Из густо замерзших окон глядел снежно-пуховый, в трескучем морозе, день.
…Петр Данилыч уехал в уездный город.
Анфиса осиротела. Ее сердцу безотрадно и тревожно. Зажалела она Прохора, крепко всплакнула о его лютой доле. Каждый вечер до глубокой полночи раскидывала Анфиса карты, пыталась далекую его судьбу узнать, и все плохая судьба выходит, винновая масть верх берет. Ой, ой, Господи! Надо бы сходить к Марье Кирилловне: наверно, сердечная, извелась вся, да как пойдешь? А вдруг не допустит, вдруг скажет: «Вон!»
Так в душевной невзгоде проводила она время, а Петр Данилыч мчал без передыху на перекладных.
— Бубенцы, слышь, парень, к черту. Мне не до бубенцов, — приказывал он ямщикам и всю дорогу был молчалив и мрачен.
Тоскующими глазами оглядывал он серебряную даль, выплывавшие из холодных туманов леса, полную, замкнувшуюся в широкое кольцо луну, — и всюду ему чудился Прохор: вот он несется по кипучим волнам Угрюм-реки; вот, сгорбившись под тяжкой ношей, скользит на лыжах по сугробам; вот изнемог, повалился, коченеет.

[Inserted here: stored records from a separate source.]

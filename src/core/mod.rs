//! core
//!
//! Core domain types for tributary.
//!
//! # Modules
//!
//! - [`types`] - Strong types: Oid, RefKind
//! - [`config`] - Source configuration: SubtreeConfig, ConfigSet
//!
//! # Design Principles
//!
//! - Strong typing prevents invalid states at compile time
//! - Configuration is parsed once at startup and immutable afterwards

pub mod config;
pub mod types;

Петр Данилыч кряхтит, крестится:
«Святый апостол Прохоре! Не дай загинуть!..»
Но скрип полозьев говорит: «Прощай, отец… Проща-а-й…»
С такими гнетущими мыслями, в которых, как в море щепка, хлюпалась виноватая душа его, он свершил весь путь…
«Сибирские номера» — единственная в городишке гостиница, куда подкатили взмыленные в морозной ночи кони, помещалась в безобразном, как острог, сыром и холодном каменном здании. Нескладный, как ведерный самовар, керосиновый фонарь у входа, скрипучая с визгливым блоком дверь и гулкий сумрак в узком, пропахшем прелью коридоре.
— Эй! Кто тут есть живой? — крикнул Петр Данилыч и, не получив ответа, нарочно громыхая подшитыми кожей валенками, пошел по коридору. Тишина и мрак.
— Давай в номера грохать, — сказал он ямщику, и они оба с ожесточением начали тузить кулаками и ногами в каждый номер по очереди. Из одного номера грубый голос:
— Какого черта надо?!
— Где коридорный? — обрадовался Петр Данилыч.
— Я почем знаю!.. Дурак какой…
— Я спрашиваю, где коридорный!.. Не на улице же мне ночевать… Я приезжий купец, Громов…
— А вот я те выйду, так покажу купца Громова… Даже с каблуков слетишь! — сатанел за дверью голос. — Вот только дай мне штаны приспособить… Постой, постой!..
— Шляются по ночам разные, — неожиданно заверещала за той же дверью женщина. — Поспать не дают… Черти, дьяволы!..
Петр Данилыч обложил их по-русски и с проклятиями загрохотал в следующий номер. Но вот в глубине коридора заскрипела немазаная дверь, и пискливый голос позвал:
— Кто тут скандал производит? А?
— Мне надо коридорного, — двинулся на голос, с чемоданом в руке, купец.
— Кого? — вновь спросил выплывший из тьмы человек в накинутой овчинной шубе.
— Коридорного мне надо!
— Пошто?
— Номер мне требуется!
— Номер, что ли? То есть ночевать?
— Ну да.
— Ты один или с девочкой, раз-навсегда-совсем?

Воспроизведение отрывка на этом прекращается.